How it works: The authors pretrained MLP-Mixer for image classification using ImageNet-21k, which contains 21,000 classes, and fine-tuned it on the 1,000-class ImageNet.
- Given an image divided into patches, MLP-Mixer uses an initial linear layer to generate 1,024 representations of each patch. MLP-Mixer stacks the representations in a matrix, so each row contains all representations of one patch, and each column contains one representation of every patch.
- MLP-Mixer is made of a series of mixer layers, each of which contains two MLPs, each made up of two fully connected layers. Given a matrix, a mixer layer uses one MLP to mix representations within columns (which the authors call token mixing) and another to mix representations within rows (which the authors call channel mixing). This process renders a new matrix to be passed along to the next mixer layer.
- A softmax layer renders a classification.
Results: An MLP-Mixer with 16 mixer layers classified ImageNet with 84.15 percent accuracy. That’s comparable to the state-of-the-art 85.8 percent accuracy achieved by a 50-layer HaloNet, a ResNet-like architecture with self-attention.
Yes, but: MLP-Mixer matched state-of-the-art performance only when pretrained on a sufficiently large dataset.
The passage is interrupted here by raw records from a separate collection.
//! In-memory stand-in for the DAW's RPC object tree, plus a recording sink.
//!
//! `FakeObject::set` stores the value and fires property listeners
//! synchronously, mimicking the DAW's push notifications: a write from the
//! core comes back as the confirming push, and a test calling `set`
//! directly simulates an external mutation (the DAW's own GUI).

#![allow(dead_code)]

use std::collections::{HashMap, HashSet};
use std::sync::atomic::{AtomicU64, Ordering};
use std::sync::{Arc, Mutex};
use std::time::Duration;

use anyhow::{anyhow, Result};
use async_trait::async_trait;
use ringproto::{
    Color, ListenerCallback, ListenerHandle, ObjectRef, RemoteObject, RemoteValue, SurfaceEvent,
    SurfaceSink,
};
use ringside::{DawSession, RingConfig, RingManager};

type ListenerMap = Arc<Mutex<HashMap<String, Vec<(u64, ListenerCallback)>>>>;

pub struct FakeObject {
    id: String,
    props: Mutex<HashMap<String, RemoteValue>>,
    listeners: ListenerMap,
    next_listener: AtomicU64,
    calls: Mutex<Vec<(String, Vec<RemoteValue>)>>,
    fail_gets: Mutex<HashSet<String>>,
    delay_gets: Mutex<HashMap<String, Duration>>,
}

impl FakeObject {
    pub fn new(id: impl Into<String>) -> Arc<Self> {
        Arc::new(Self {
            id: id.into(),
            props: Mutex::new(HashMap::new()),
            listeners: Arc::new(Mutex::new(HashMap::new())),
            next_listener: AtomicU64::new(0),
            calls: Mutex::new(Vec::new()),
            fail_gets: Mutex::new(HashSet::new()),
            delay_gets: Mutex::new(HashMap::new()),
        })
    }

    pub fn with_props(id: impl Into<String>, props: Vec<(&str, RemoteValue)>) -> Arc<Self> {
        let object = Self::new(id);
        for (prop, value) in props {
            object.put(prop, value);
        }
        object
    }

    /// Store a value without firing listeners (seed state).
    pub fn put(&self, prop: &str, value: RemoteValue) {
        self.props.lock().unwrap().insert(prop.to_string(), value);
    }

    pub fn prop(&self, prop: &str) -> Option<RemoteValue> {
        self.props.lock().unwrap().get(prop).cloned()
    }

    pub fn prop_f64(&self, prop: &str) -> f64 {
        self.prop(prop).and_then(|v| v.as_f64()).unwrap()
    }

    pub fn listener_count(&self, prop: &str) -> usize {
        self.listeners
            .lock()
            .unwrap()
            .get(prop)
            .map(|v| v.len())
            .unwrap_or(0)
    }

    pub fn total_listeners(&self) -> usize {
        self.listeners.lock().unwrap().values().map(|v| v.len()).sum()
    }

    pub fn calls(&self) -> Vec<(String, Vec<RemoteValue>)> {
        self.calls.lock().unwrap().clone()
    }

    /// Make subsequent `get` calls for `prop` fail.
    pub fn fail_get(&self, prop: &str) {
        self.fail_gets.lock().unwrap().insert(prop.to_string());
    }

    /// Make subsequent `get` calls for `prop` take a while, so tests can
    /// race commands against in-flight fetches deterministically.
    pub fn delay_get(&self, prop: &str, delay: Duration) {
        self.delay_gets
            .lock()
            .unwrap()
            .insert(prop.to_string(), delay);
    }

    fn fire(&self, prop: &str, value: RemoteValue) {
        let callbacks: Vec<ListenerCallback> = self
            .listeners
            .lock()
            .unwrap()
            .get(prop)
            .map(|v| v.iter().map(|(_, cb)| cb.clone()).collect())
            .unwrap_or_default();
        for callback in callbacks {
            callback(value.clone());
        }
    }
}

#[async_trait]
impl RemoteObject for FakeObject {
    fn id(&self) -> &str {
        &self.id
    }

    async fn get(&self, prop: &str) -> Result<RemoteValue> {
        let delay = self.delay_gets.lock().unwrap().get(prop).copied();
        if let Some(delay) = delay {
            tokio::time::sleep(delay).await;
        }
        if self.fail_gets.lock().unwrap().contains(prop) {
            return Err(anyhow!("{}: injected failure on {}", self.id, prop));
        }
        self.props
            .lock()
            .unwrap()
            .get(prop)
            .cloned()
            .ok_or_else(|| anyhow!("{}: no such property {}", self.id, prop))
    }

    async fn set(&self, prop: &str, value: RemoteValue) -> Result<()> {
        self.props
            .lock()
            .unwrap()
            .insert(prop.to_string(), value.clone());
        self.fire(prop, value);
        Ok(())
    }

    async fn call(&self, method: &str, args: Vec<RemoteValue>) -> Result<RemoteValue> {
        self.calls.lock().unwrap().push((method.to_string(), args));
        Ok(RemoteValue::Null)
    }

    async fn listen(&self, prop: &str, callback: ListenerCallback) -> Result<ListenerHandle> {
        let token = self.next_listener.fetch_add(1, Ordering::SeqCst);
        self.listeners
            .lock()
            .unwrap()
            .entry(prop.to_string())
            .or_default()
            .push((token, callback));

        let listeners = self.listeners.clone();
        let prop = prop.to_string();
        Ok(ListenerHandle::new(move || {
            Box::pin(async move {
                if let Some(list) = listeners.lock().unwrap().get_mut(&prop) {
                    list.retain(|(t, _)| *t != token);
                }
                Ok(())
            })
        }))
    }
}

pub fn obj(object: &Arc<FakeObject>) -> ObjectRef {
    object.clone()
}

/// One fake track with its mixer tree.
pub struct FakeTrack {
    pub track: Arc<FakeObject>,
    pub mixer: Arc<FakeObject>,
    pub volume: Arc<FakeObject>,
    pub panning: Arc<FakeObject>,
    pub sends: Vec<Arc<FakeObject>>,
    pub slots: Vec<Arc<FakeObject>>,
}

impl FakeTrack {
    /// Listeners attached anywhere in this track's tree.
    pub fn total_listeners(&self) -> usize {
        self.track.total_listeners()
            + self.volume.total_listeners()
            + self.panning.total_listeners()
            + self.sends.iter().map(|s| s.total_listeners()).sum::<usize>()
    }
}

fn value_param(id: String, value: f64) -> Arc<FakeObject> {
    FakeObject::with_props(id, vec![("value", RemoteValue::Float(value))])
}

fn build_track(id: &str, name: &str, is_midi: bool, send_count: usize) -> FakeTrack {
    let volume = value_param(format!("{}-volume", id), 0.5);
    let panning = value_param(format!("{}-panning", id), 0.0);
    let sends: Vec<Arc<FakeObject>> = (0..send_count)
        .map(|i| value_param(format!("{}-send{}", id, i), 0.0))
        .collect();

    let mixer = FakeObject::with_props(
        format!("{}-mixer", id),
        vec![
            ("volume", RemoteValue::Object(obj(&volume))),
            ("panning", RemoteValue::Object(obj(&panning))),
            (
                "sends",
                RemoteValue::List(sends.iter().map(|s| RemoteValue::Object(obj(s))).collect()),
            ),
        ],
    );

    let track = FakeObject::with_props(
        id,
        vec![
            ("name", RemoteValue::Str(name.to_string())),
            ("color", RemoteValue::Int(0x0040FF)),
            ("mute", RemoteValue::Bool(false)),
            ("solo", RemoteValue::Bool(false)),
            ("arm", RemoteValue::Bool(false)),
            ("can_be_armed", RemoteValue::Bool(true)),
            ("has_midi_input", RemoteValue::Bool(is_midi)),
            ("has_audio_input", RemoteValue::Bool(!is_midi)),
            ("playing_slot_index", RemoteValue::Int(-1)),
            ("clip_slots", RemoteValue::List(Vec::new())),
            ("mixer_device", RemoteValue::Object(obj(&mixer))),
        ],
    );

    FakeTrack {
        track,
        mixer,
        volume,
        panning,
        sends,
        slots: Vec::new(),
    }
}

pub fn audio_track(id: &str, name: &str, send_count: usize) -> FakeTrack {
    build_track(id, name, false, send_count)
}

pub fn midi_track(id: &str, name: &str, send_count: usize) -> FakeTrack {
    build_track(id, name, true, send_count)
}

/// Give a track a clip slot at `index`, optionally holding a clip.
pub fn put_clip_slot(track: &mut FakeTrack, index: usize, clip: Option<Arc<FakeObject>>) {
    while track.slots.len() <= index {
        let slot = FakeObject::with_props(
            format!("{}-slot{}", track.track.id(), track.slots.len()),
            vec![("clip", RemoteValue::Null)],
        );
        track.slots.push(slot);
    }
    if let Some(clip) = clip {
        track.slots[index].put("clip", RemoteValue::Object(obj(&clip)));
    }
    track.track.put(
        "clip_slots",
        RemoteValue::List(
            track
                .slots
                .iter()
                .map(|s| RemoteValue::Object(obj(s)))
                .collect(),
        ),
    );
}

pub fn clip(id: &str, name: &str, color: i64) -> Arc<FakeObject> {
    FakeObject::with_props(
        id,
        vec![
            ("name", RemoteValue::Str(name.to_string())),
            ("color", RemoteValue::Int(color)),
        ],
    )
}

pub fn parameter(id: &str, name: &str, value: f64, min: f64, max: f64, default: f64) -> Arc<FakeObject> {
    FakeObject::with_props(
        id,
        vec![
            ("name", RemoteValue::Str(name.to_string())),
            ("value", RemoteValue::Float(value)),
            ("min", RemoteValue::Float(min)),
            ("max", RemoteValue::Float(max)),
            ("default_value", RemoteValue::Float(default)),
        ],
    )
}

/// The whole fake session.
pub struct FakeDaw {
    pub song: Arc<FakeObject>,
    pub view: Arc<FakeObject>,
    pub master: Arc<FakeObject>,
    pub tracks: Vec<FakeTrack>,
}

impl FakeDaw {
    pub fn new(tracks: Vec<FakeTrack>, scene_count: usize) -> Self {
        let master = FakeObject::with_props(
            "master",
            vec![
                ("name", RemoteValue::Str("Master".to_string())),
                ("color", RemoteValue::Int(0x808080)),
                ("has_midi_input", RemoteValue::Bool(false)),
                ("has_audio_input", RemoteValue::Bool(true)),
                ("can_be_armed", RemoteValue::Bool(false)),
            ],
        );
        let scenes: Vec<RemoteValue> = (0..scene_count)
            .map(|i| RemoteValue::Object(obj(&FakeObject::new(format!("scene-{}", i)))))
            .collect();
        let track_refs: Vec<RemoteValue> = tracks
            .iter()
            .map(|t| RemoteValue::Object(obj(&t.track)))
            .collect();

        let song = FakeObject::with_props(
            "song",
            vec![
                ("tracks", RemoteValue::List(track_refs.clone())),
                ("visible_tracks", RemoteValue::List(track_refs)),
                ("return_tracks", RemoteValue::List(Vec::new())),
                ("scenes", RemoteValue::List(scenes)),
                ("master_track", RemoteValue::Object(obj(&master))),
                ("is_playing", RemoteValue::Bool(false)),
                ("record_mode", RemoteValue::Bool(false)),
            ],
        );
        let view = FakeObject::with_props(
            "view",
            vec![
                ("selected_track", RemoteValue::Null),
                ("selected_parameter", RemoteValue::Null),
            ],
        );

        Self {
            song,
            view,
            master,
            tracks,
        }
    }

    pub fn session(&self) -> DawSession {
        DawSession {
            song: obj(&self.song),
            view: obj(&self.view),
        }
    }

    /// Replace the visible track list and fire the `tracks` push.
    pub async fn replace_tracks(&mut self, tracks: Vec<FakeTrack>) {
        let track_refs: Vec<RemoteValue> = tracks
            .iter()
            .map(|t| RemoteValue::Object(obj(&t.track)))
            .collect();
        self.tracks = tracks;
        self.song.put("visible_tracks", RemoteValue::List(track_refs.clone()));
        self.song
            .set("tracks", RemoteValue::List(track_refs))
            .await
            .unwrap();
    }

    pub async fn select_track(&self, track: &FakeTrack) {
        self.view
            .set("selected_track", RemoteValue::Object(obj(&track.track)))
            .await
            .unwrap();
    }

    pub async fn select_parameter(&self, param: &Arc<FakeObject>) {
        self.view
            .set("selected_parameter", RemoteValue::Object(obj(param)))
            .await
            .unwrap();
    }
}

/// Sink that records every emission.
#[derive(Clone, Default)]
pub struct Recorder {
    events: Arc<Mutex<Vec<SurfaceEvent>>>,
}

impl Recorder {
    pub fn events(&self) -> Vec<SurfaceEvent> {
        self.events.lock().unwrap().clone()
    }

    pub fn clear(&self) {
        self.events.lock().unwrap().clear();
    }

    pub fn count_kind(&self, kind: &str) -> usize {
        self.events().iter().filter(|e| e.kind() == kind).count()
    }
}

impl SurfaceSink for Recorder {
    fn send(&self, event: SurfaceEvent) {
        self.events.lock().unwrap().push(event);
    }
}

/// A spawned bridge wired to a fake DAW and a recorder.
pub struct Harness {
    pub daw: FakeDaw,
    pub recorder: Recorder,
    pub manager: RingManager,
}

impl Harness {
    /// Two barriers: one for the commands themselves, one for the
    /// confirmation pushes their writes fired back into the queue.
    pub async fn drain(&self) {
        self.manager.settle().await;
        self.manager.settle().await;
    }
}

fn init_tracing() {
    use std::sync::Once;
    static INIT: Once = Once::new();
    INIT.call_once(|| {
        let _ = tracing_subscriber::fmt()
            .with_env_filter(tracing_subscriber::EnvFilter::from_default_env())
            .try_init();
    });
}

pub async fn spawn_bridge(daw: FakeDaw) -> Harness {
    spawn_bridge_with(daw, RingConfig::default()).await
}

pub async fn spawn_bridge_with(daw: FakeDaw, config: RingConfig) -> Harness {
    init_tracing();
    let recorder = Recorder::default();
    let manager = RingManager::spawn(daw.session(), Arc::new(recorder.clone()), config);
    manager.init();
    manager.settle().await;
    Harness {
        daw,
        recorder,
        manager,
    }
}

/// Five audio tracks T0..T4 with ids "a".."e" and `send_count` sends each.
pub fn five_track_daw(send_count: usize, scene_count: usize) -> FakeDaw {
    let ids = ["a", "b", "c", "d", "e"];
    let tracks = ids
        .iter()
        .enumerate()
        .map(|(i, id)| audio_track(id, &format!("T{}", i), send_count))
        .collect();
    FakeDaw::new(tracks, scene_count)
}

/// Poll until `pred` holds over the recorded events, or panic after ~1s.
pub async fn wait_for(recorder: &Recorder, pred: impl Fn(&[SurfaceEvent]) -> bool) {
    for _ in 0..500 {
        if pred(&recorder.events()) {
            return;
        }
        tokio::time::sleep(Duration::from_millis(2)).await;
    }
    panic!("condition not met; events: {:#?}", recorder.events());
}

pub fn assert_close(actual: f64, expected: f64) {
    assert!(
        (actual - expected).abs() < 1e-9,
        "expected {} to be close to {}",
        actual,
        expected
    );
}

/// Close enough for hand-computed expectations like 0.2815.
pub fn assert_near(actual: f64, expected: f64, epsilon: f64) {
    assert!(
        (actual - expected).abs() < epsilon,
        "expected {} within {} of {}",
        actual,
        epsilon,
        expected
    );
}

#[allow(unused)]
pub fn color(packed: i64) -> Color {
    Color::from_remote(&RemoteValue::Int(packed)).unwrap()
}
Pretrained on 10 percent of JFT300M and fine-tuned on ImageNet, it achieved 54 percent accuracy on ImageNet, while a ResNet-based BiT trained the same way achieved 67 percent accuracy.
Why it matters: MLPs are the simplest building blocks of deep learning, yet this work shows they can match the best-performing architectures for image classification.
We’re thinking: If simple neural nets work as well as more complex ones for computer vision, maybe it’s time to rethink architectural approaches in other areas, too.